*** DATA SECTION Section Begins ***

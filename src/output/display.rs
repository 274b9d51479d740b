//! Display functions for command results

use super::formatters::{feedback_to_emoji, score_board};
use crate::commands::{BenchmarkResult, RoundResult};
use crate::corpus::OperatorCounts;
use colored::Colorize;

/// Print the solution path for a round
pub fn print_round_result(result: &RoundResult, verbose: bool) {
    println!("\n{}", "─".repeat(60).cyan());
    println!("Solving: {}", result.target.bright_yellow().bold());
    println!("{}", "─".repeat(60).cyan());

    if verbose {
        for (i, (guess, score)) in result.guesses.iter().zip(&result.scores).enumerate() {
            println!("\nTurn {}: {} {}", i + 1, guess, feedback_to_emoji(*score));
            if i == 0 {
                println!("  Candidates: {}", result.remaining[i]);
            } else {
                println!(
                    "  Candidates: {} → {}",
                    result.remaining[i - 1],
                    result.remaining[i]
                );
            }
        }
    } else {
        println!("\n{}", score_board(&result.guesses, &result.scores));
    }

    println!(
        "\n{}",
        format!("✅ Solved in {} guesses!", result.attempts)
            .green()
            .bold()
    );
}

/// Print benchmark statistics
pub fn print_benchmark_result(result: &BenchmarkResult) {
    println!("\n{}", "═".repeat(60).cyan());
    println!(" {} ", "Benchmark Results".bright_cyan().bold());
    println!("{}", "═".repeat(60).cyan());

    println!("\n  Targets tested:    {}", result.total_targets);
    println!("  Solved:            {}", result.solved);
    if result.failed > 0 {
        println!("  Failed:            {}", result.failed.to_string().red());
    }
    println!(
        "  Average guesses:   {}",
        format!("{:.3}", result.average_guesses)
            .bright_yellow()
            .bold()
    );
    println!("  Min / Max:         {} / {}", result.min_guesses, result.max_guesses);
    println!("  Total time:        {:.2}s", result.duration.as_secs_f64());
    println!("  Targets/second:    {:.1}", result.targets_per_second);

    let mut attempt_counts: Vec<usize> = result.distribution.keys().copied().collect();
    attempt_counts.sort_unstable();
    if !attempt_counts.is_empty() {
        println!("\n  Distribution:");
        for attempts in attempt_counts {
            println!("    {} guesses: {}", attempts, result.distribution[&attempts]);
        }
    }
}

/// Print per-operator corpus statistics
pub fn print_corpus_stats(counts: &OperatorCounts, total: usize) {
    println!("\n{}", "═".repeat(60).cyan());
    println!(" {} ", "Corpus Statistics".bright_cyan().bold());
    println!("{}", "═".repeat(60).cyan());

    println!("\n  Addition:        {:6}", counts.addition);
    println!("  Subtraction:     {:6}", counts.subtraction);
    println!("  Multiplication:  {:6}", counts.multiplication);
    println!("  Division:        {:6}", counts.division);
    println!("  {}", "─".repeat(24));
    println!(
        "  Total:           {}",
        format!("{total:6}").bright_yellow().bold()
    );
}
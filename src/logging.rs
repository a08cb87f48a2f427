use std::fs::{File, OpenOptions};
use std::io::Write;
use std::path::Path;
use std::sync::{Arc, Mutex};

use tracing::Level;
use tracing_subscriber::FmtSubscriber;
use tracing_subscriber::fmt::MakeWriter;

use crate::platform::{NativePlatform, Platform};

pub const LOG_LEVEL_ENV: &str = "CLAWFRIEND_LOG";
pub const LOG_FILE: &str = "clawfriend.log";

/// Writes each event to the log file (when it could be opened) and mirrors it
/// to stderr, keeping stdout free for `--json` output.
#[derive(Clone)]
pub(crate) struct FileMakeWriter {
    file: Option<Arc<Mutex<File>>>,
    mirror_stderr: bool,
}

impl FileMakeWriter {
    pub fn open(logs_dir: &Path, mirror_stderr: bool) -> Self {
        let file = std::fs::create_dir_all(logs_dir)
            .and_then(|_| {
                OpenOptions::new()
                    .create(true)
                    .append(true)
                    .open(logs_dir.join(LOG_FILE))
            })
            .ok();
        if file.is_some() {
            NativePlatform::restrict_dir_permissions(logs_dir);
        }
        Self {
            file: file.map(|f| Arc::new(Mutex::new(f))),
            mirror_stderr,
        }
    }
}

impl<'a> MakeWriter<'a> for FileMakeWriter {
    type Writer = FileWriter;

    fn make_writer(&'a self) -> Self::Writer {
        FileWriter {
            file: self.file.clone(),
            mirror_stderr: self.mirror_stderr,
        }
    }
}

pub(crate) struct FileWriter {
    file: Option<Arc<Mutex<File>>>,
    mirror_stderr: bool,
}

impl Write for FileWriter {
    fn write(&mut self, buf: &[u8]) -> std::io::Result<usize> {
        if let Some(file) = &self.file
            && let Ok(mut f) = file.lock()
        {
            let _ = f.write_all(buf); // Best effort
        }
        if self.mirror_stderr {
            std::io::stderr().write_all(buf)?;
        }
        Ok(buf.len())
    }

    fn flush(&mut self) -> std::io::Result<()> {
        if let Some(file) = &self.file
            && let Ok(mut f) = file.lock()
        {
            let _ = f.flush();
        }
        if self.mirror_stderr {
            std::io::stderr().flush()?;
        }
        Ok(())
    }
}

pub(crate) fn parse_level(raw: Option<&str>) -> Level {
    match raw.map(|s| s.trim().to_ascii_lowercase()).as_deref() {
        Some("trace") => Level::TRACE,
        Some("debug") => Level::DEBUG,
        Some("info") => Level::INFO,
        Some("error") => Level::ERROR,
        _ => Level::WARN,
    }
}

/// Install the global subscriber. Safe to call more than once.
pub fn init(data_dir: &Path) {
    let level = parse_level(std::env::var(LOG_LEVEL_ENV).ok().as_deref());
    let make_writer = FileMakeWriter::open(&data_dir.join("logs"), true);

    let subscriber = FmtSubscriber::builder()
        .with_max_level(level)
        .with_ansi(false)
        .with_writer(make_writer)
        .finish();
    tracing::subscriber::set_global_default(subscriber).ok();
}

#[cfg(test)]
mod tests {
    use super::*;

    #[test]
    fn level_defaults_to_warn() {
        assert_eq!(parse_level(None), Level::WARN);
        assert_eq!(parse_level(Some("bogus")), Level::WARN);
        assert_eq!(parse_level(Some(" DEBUG ")), Level::DEBUG);
        assert_eq!(parse_level(Some("info")), Level::INFO);
    }

    #[test]
    fn writer_appends_to_log_file() {
        let dir = tempfile::tempdir().unwrap();
        let logs = dir.path().join("logs");
        let make_writer = FileMakeWriter::open(&logs, false);

        make_writer.make_writer().write_all(b"first\n").unwrap();
        make_writer.make_writer().write_all(b"second\n").unwrap();

        let content = std::fs::read_to_string(logs.join(LOG_FILE)).unwrap();
        assert_eq!(content, "first\nsecond\n");
    }
}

*** DATA SECTION Section Ends ***

**TASK BRIEF**
Repeat each line above exactly as written.

**EXERCISE OUTPUT**
filename src/output/display.rs
repository 274b9d51479d740b
//! Display functions for command results

use super::formatters::{feedback_to_emoji, score_board};
use crate::commands::{BenchmarkResult, RoundResult};
use crate::corpus::OperatorCounts;
use colored::Colorize;

/// Print the solution path for a round
pub fn print_round_result(result: &RoundResult, verbose: bool) {
    println!("\n{}", "─".repeat(60).cyan());
    println!("Solving: {}", result.target.bright_yellow().bold());
    println!("{}", "─".repeat(60).cyan());

    if verbose {
        for (i, (guess, score)) in result.guesses.iter().zip(&result.scores).enumerate() {
            println!("\nTurn {}: {} {}", i + 1, guess, feedback_to_emoji(*score));
            if i == 0 {
                println!("  Candidates: {}", result.remaining[i]);
            } else {
                println!(
                    "  Candidates: {} → {}",
                    result.remaining[i - 1],
                    result.remaining[i]
                );
            }
        }
    } else {
        println!("\n{}", score_board(&result.guesses, &result.scores));
    }

    println!(
        "\n{}",
        format!("✅ Solved in {} guesses!", result.attempts)
            .green()
            .bold()
    );
}

/// Print benchmark statistics
pub fn print_benchmark_result(result: &BenchmarkResult) {
    println!("\n{}", "═".repeat(60).cyan());
    println!(" {} ", "Benchmark Results".bright_cyan().bold());
    println!("{}", "═".repeat(60).cyan());

    println!("\n  Targets tested:    {}", result.total_targets);
    println!("  Solved:            {}", result.solved);
    if result.failed > 0 {
        println!("  Failed:            {}", result.failed.to_string().red());
    }
    println!(
        "  Average guesses:   {}",
        format!("{:.3}", result.average_guesses)
            .bright_yellow()
            .bold()
    );
    println!("  Min / Max:         {} / {}", result.min_guesses, result.max_guesses);
    println!("  Total time:        {:.2}s", result.duration.as_secs_f64());
    println!("  Targets/second:    {:.1}", result.targets_per_second);

    let mut attempt_counts: Vec<usize> = result.distribution.keys().copied().collect();
    attempt_counts.sort_unstable();
    if !attempt_counts.is_empty() {
        println!("\n  Distribution:");
        for attempts in attempt_counts {
            println!("    {} guesses: {}", attempts, result.distribution[&attempts]);
        }
    }
}

/// Print per-operator corpus statistics
pub fn print_corpus_stats(counts: &OperatorCounts, total: usize) {
    println!("\n{}", "═".repeat(60).cyan());
    println!(" {} ", "Corpus Statistics".bright_cyan().bold());
    println!("{}", "═".repeat(60).cyan());

    println!("\n  Addition:        {:6}", counts.addition);
    println!("  Subtraction:     {:6}", counts.subtraction);
    println!("  Multiplication:  {:6}", counts.multiplication);
    println!("  Division:        {:6}", counts.division);
    println!("  {}", "─".repeat(24));
    println!(
        "  Total:           {}",
        format!("{total:6}").bright_yellow().bold()
    );
}
filename src/logging.rs
repository a08cb87f48a2f427
use std::fs::{File, OpenOptions};
use std::io::Write;
use std::path::Path;
use std::sync::{Arc, Mutex};

use tracing::Level;
use tracing_subscriber::FmtSubscriber;
use tracing_subscriber::fmt::MakeWriter;

use crate::platform::{NativePlatform, Platform};

pub const LOG_LEVEL_ENV: &str = "CLAWFRIEND_LOG";
pub const LOG_FILE: &str = "clawfriend.log";

/// Writes each event to the log file (when it could be opened) and mirrors it
/// to stderr, keeping stdout free for `--json` output.
#[derive(Clone)]
pub(crate) struct FileMakeWriter {
    file: Option<Arc<Mutex<File>>>,
    mirror_stderr: bool,
}

impl FileMakeWriter {
    pub fn open(logs_dir: &Path, mirror_stderr: bool) -> Self {
        let file = std::fs::create_dir_all(logs_dir)
            .and_then(|_| {
                OpenOptions::new()
                    .create(true)
                    .append(true)
                    .open(logs_dir.join(LOG_FILE))
            })
            .ok();
        if file.is_some() {
            NativePlatform::restrict_dir_permissions(logs_dir);
        }
        Self {
            file: file.map(|f| Arc::new(Mutex::new(f))),
            mirror_stderr,
        }
    }
}

impl<'a> MakeWriter<'a> for FileMakeWriter {
    type Writer = FileWriter;

    fn make_writer(&'a self) -> Self::Writer {
        FileWriter {
            file: self.file.clone(),
            mirror_stderr: self.mirror_stderr,
        }
    }
}

pub(crate) struct FileWriter {
    file: Option<Arc<Mutex<File>>>,
    mirror_stderr: bool,
}

impl Write for FileWriter {
    fn write(&mut self, buf: &[u8]) -> std::io::Result<usize> {
        if let Some(file) = &self.file
            && let Ok(mut f) = file.lock()
        {
            let _ = f.write_all(buf); // Best effort
        }
        if self.mirror_stderr {
            std::io::stderr().write_all(buf)?;
        }
        Ok(buf.len())
    }

    fn flush(&mut self) -> std::io::Result<()> {
        if let Some(file) = &self.file
            && let Ok(mut f) = file.lock()
        {
            let _ = f.flush();
        }
        if self.mirror_stderr {
            std::io::stderr().flush()?;
        }
        Ok(())
    }
}

pub(crate) fn parse_level(raw: Option<&str>) -> Level {
    match raw.map(|s| s.trim().to_ascii_lowercase()).as_deref() {
        Some("trace") => Level::TRACE,
        Some("debug") => Level::DEBUG,
        Some("info") => Level::INFO,
        Some("error") => Level::ERROR,
        _ => Level::WARN,
    }
}

/// Install the global subscriber. Safe to call more than once.
pub fn init(data_dir: &Path) {
    let level = parse_level(std::env::var(LOG_LEVEL_ENV).ok().as_deref());
    let make_writer = FileMakeWriter::open(&data_dir.join("logs"), true);

    let subscriber = FmtSubscriber::builder()
        .with_max_level(level)
        .with_ansi(false)
        .with_writer(make_writer)
        .finish();
    tracing::subscriber::set_global_default(subscriber).ok();
}

#[cfg(test)]
mod tests {
    use super::*;

    #[test]
    fn level_defaults_to_warn() {
        assert_eq!(parse_level(None), Level::WARN);
        assert_eq!(parse_level(Some("bogus")), Level::WARN);
        assert_eq!(parse_level(Some(" DEBUG ")), Level::DEBUG);
        assert_eq!(parse_level(Some("info")), Level::INFO);
    }

    #[test]
    fn writer_appends_to_log_file() {
        let dir = tempfile::tempdir().unwrap();
        let logs = dir.path().join("logs");
        let make_writer = FileMakeWriter::open(&logs, false);

        make_writer.make_writer().write_all(b"first\n").unwrap();
        make_writer.make_writer().write_all(b"second\n").unwrap();

        let content = std::fs::read_to_string(logs.join(LOG_FILE)).unwrap();
        assert_eq!(content, "first\nsecond\n");
    }
}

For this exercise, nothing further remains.